Ephesians 2:19; 3:15.
14.
Malachi 2:15; 1 Corinthians 7:14
15.
Genesis 17:10; Leviticus 12:3
16.
Ezekiel 36:25; Matthew 28:19; Acts 2:39; 16:33
Question
9: Are infants of believing parents to be considered as members of the
invisible church or the visible church or both?
Answer:
Infants of believing parents are presumed to be in the invisible
church [17] and are actually part of the visible church. [18]
17.
Genesis 17:7; Acts 2:39
18.
Rom. 15:8; Exod. 12:48; Gen. 34:14; Acts 21:21
Question
10: Are all children of believing parents infallibly saved?
Answer:
No. They are presumed saved
by the parents based on the promises, but may in fact demonstrate their
apostasy after the age of discretion, [19] showing themselves in need of
saving faith. [20]
19.
Genesis 25:34; Hebrews 10:29
20.
John 1:12; 5:47; 6:29; Romans 1:17
Question
11: Is this contradictory?
Answer:
No.
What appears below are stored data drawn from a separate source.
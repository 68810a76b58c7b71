use super::*;
use bluff_auction::*;
use bluff_core::*;
use std::marker::PhantomData;
use std::sync::Arc;
use tokio::sync::mpsc::UnboundedSender;

/// Phase: match created, waiting for slot B's deposit.
pub struct Seating;
/// Phase: both deposits escrowed, rounds in progress.
pub struct Bidding;
/// Phase: ledger reports the match complete.
pub struct Finished;

/// Functional core for one live duel.
/// Gathers decisions, seals them, and pushes them through the ledger,
/// then records what the ledger settled. Driven by [`Room`].
///
/// Uses typestate pattern to encode valid phase transitions at compile time.
pub struct Engine<Phase> {
    id: MatchId,
    rules: Rules,
    ledger: Arc<dyn Ledger>,
    players: [Box<dyn Strategy>; 2],
    history: Vec<RoundRecord>,
    seats: [Seat; 2],
    events: Option<UnboundedSender<Event>>,
    phase: PhantomData<Phase>,
}

impl<T> Engine<T> {
    pub fn id(&self) -> MatchId {
        self.id
    }
    pub fn rules(&self) -> &Rules {
        &self.rules
    }
    pub fn history(&self) -> &[RoundRecord] {
        &self.history
    }
    /// Seats as of the last ledger read.
    pub fn seats(&self) -> [Seat; 2] {
        self.seats
    }
    /// Next round to be played.
    pub fn round(&self) -> Round {
        self.history.len() as Round + 1
    }
    fn shift<U>(self) -> Engine<U> {
        Engine {
            id: self.id,
            rules: self.rules,
            ledger: self.ledger,
            players: self.players,
            history: self.history,
            seats: self.seats,
            events: self.events,
            phase: PhantomData,
        }
    }
    /// Send to the observer only.
    fn emit(&self, event: Event) {
        if let Some(tx) = &self.events {
            let _ = tx.send(event);
        }
    }
    /// Send to the observer and both players.
    async fn broadcast(&mut self, event: Event) {
        for player in self.players.iter_mut() {
            player.notify(&event).await;
        }
        self.emit(event);
    }
}

/// Seating phase: match exists, only slot A has paid in.
impl Engine<Seating> {
    /// Create the match on the ledger with slot A's deposit.
    pub async fn open(
        ledger: Arc<dyn Ledger>,
        rules: Rules,
        players: [Box<dyn Strategy>; 2],
        events: Option<UnboundedSender<Event>>,
    ) -> Result<Self, LedgerError> {
        let id = ledger.create(rules.deposit).await?;
        let mut engine = Self {
            id,
            rules,
            ledger,
            players,
            history: Vec::new(),
            seats: [
                Seat {
                    balance: rules.deposit,
                    wins: 0,
                },
                Seat::default(),
            ],
            events,
            phase: PhantomData,
        };
        log::info!(
            "[engine] #{} opened: {} (A) vs {} (B)",
            id,
            engine.players[0].name(),
            engine.players[1].name()
        );
        for slot in Slot::both() {
            engine.players[slot.index()]
                .notify(&Event::Seated { id, slot })
                .await;
        }
        engine.emit(Event::Opened { id, rules });
        Ok(engine)
    }
    /// Escrow slot B's deposit and move to bidding.
    pub async fn join(mut self) -> Result<Engine<Bidding>, LedgerError> {
        self.ledger.join(self.id, self.rules.deposit).await?;
        self.seats = self.ledger.state(self.id).await?.seats;
        log::info!("[engine] #{} joined", self.id);
        let mut engine = self.shift::<Bidding>();
        engine.broadcast(Event::Started { id: engine.id }).await;
        Ok(engine)
    }
}

/// Bidding phase: one call to [`Engine::play`] per round.
impl Engine<Bidding> {
    /// Play the ledger's current round. Returns `None` without touching the
    /// ledger if the match is already complete.
    pub async fn play(&mut self) -> Result<Option<RoundRecord>, LedgerError> {
        let id = self.id;
        let snapshot = self.ledger.state(id).await?;
        self.seats = snapshot.seats;
        match snapshot.status {
            Status::Active => {}
            Status::Completed => {
                log::debug!("[engine] #{} already complete", id);
                return Ok(None);
            }
            status => return Err(LedgerError::Status { id, status }),
        }
        let round = snapshot.round;
        log::debug!("[engine] #{} round {} ({})", id, round, snapshot);
        self.emit(Event::RoundStart {
            id,
            round,
            snapshot,
        });
        if snapshot.is_exhausted() {
            log::debug!("[engine] #{} both balances exhausted, passing", id);
        }
        let decisions = self.decide(&snapshot).await;
        for (slot, decision) in Slot::both().into_iter().zip(decisions.iter()) {
            log::debug!("[engine] #{} {} decided {}", id, slot, decision);
            self.emit(Event::Decided {
                id,
                round,
                slot,
                decision: decision.clone(),
            });
        }
        let ballots = decisions.each_ref().map(|d| Ballot::seal(d.bid()));
        let [a, b] = ballots;
        tokio::try_join!(
            self.ledger.commit(id, Slot::A, a.commitment()),
            self.ledger.commit(id, Slot::B, b.commitment())
        )?;
        log::trace!("[engine] #{} round {} committed", id, round);
        tokio::try_join!(
            self.ledger.reveal(id, Slot::A, a.bid(), a.nonce()),
            self.ledger.reveal(id, Slot::B, b.bid(), b.nonce())
        )?;
        let settled = self.ledger.state(id).await?;
        self.seats = settled.seats;
        let record = RoundRecord::new(round, [a.bid(), b.bid()], settled.balances());
        self.history.push(record);
        log::info!("[engine] #{} {}", id, record);
        self.broadcast(Event::RoundEnd { id, record }).await;
        Ok(Some(record))
    }
    /// Read the final state once every round has been played.
    pub async fn conclude(mut self) -> Result<Engine<Finished>, LedgerError> {
        let id = self.id;
        let snapshot = self.ledger.state(id).await?;
        self.seats = snapshot.seats;
        if snapshot.status != Status::Completed {
            return Err(LedgerError::Status {
                id,
                status: snapshot.status,
            });
        }
        let mut engine = self.shift::<Finished>();
        let result = engine.result();
        log::info!("[engine] #{} {}", id, result);
        engine.broadcast(Event::Finished { id, result }).await;
        Ok(engine)
    }
    async fn decide(&mut self, snapshot: &Snapshot) -> [Decision; 2] {
        let views = Slot::both().map(|slot| AgentView::observe(slot, snapshot, &self.history, self.rules));
        let [a, b] = &mut self.players;
        let (x, y) = tokio::join!(ask(a, Slot::A, &views[0]), ask(b, Slot::B, &views[1]));
        [x, y]
    }
}

/// Finished phase: the verdict is final.
impl Engine<Finished> {
    pub fn result(&self) -> MatchResult {
        MatchResult::new(self.seats, self.history.clone())
    }
}

/// Ask one player, skipping players with nothing left to bid and clamping
/// whatever comes back into the legal range.
async fn ask(player: &mut Box<dyn Strategy>, slot: Slot, view: &AgentView) -> Decision {
    if view.balance() == 0 {
        log::debug!("[engine] {} ({}) has no balance, bidding 0", slot, player.name());
        return Decision::forfeit("no balance");
    }
    let decision = player.decide(view).await;
    let bid = view.clamp(decision.bid());
    if bid != decision.bid() {
        log::warn!(
            "[engine] {} ({}) bid {} outside 0..={}, clamped to {}",
            slot,
            player.name(),
            decision.bid(),
            view.ceiling(),
            bid
        );
    }
    decision.with_bid(bid)
}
Christian parents
presume the regeneration of their children based on the precepts of the
Word of God and do not have prior information concerning the decreed
eternal destiny of any fellow human being, much less their own children.
Question
12: Is the account of when Abraham circumcised Ishmael inconsistent with
the view that infants of believing parents should be presumed regenerate
(though he knew that God told him Ishmael would be cast out)?
Answer:
No. The sign is
administered by way of promise and command.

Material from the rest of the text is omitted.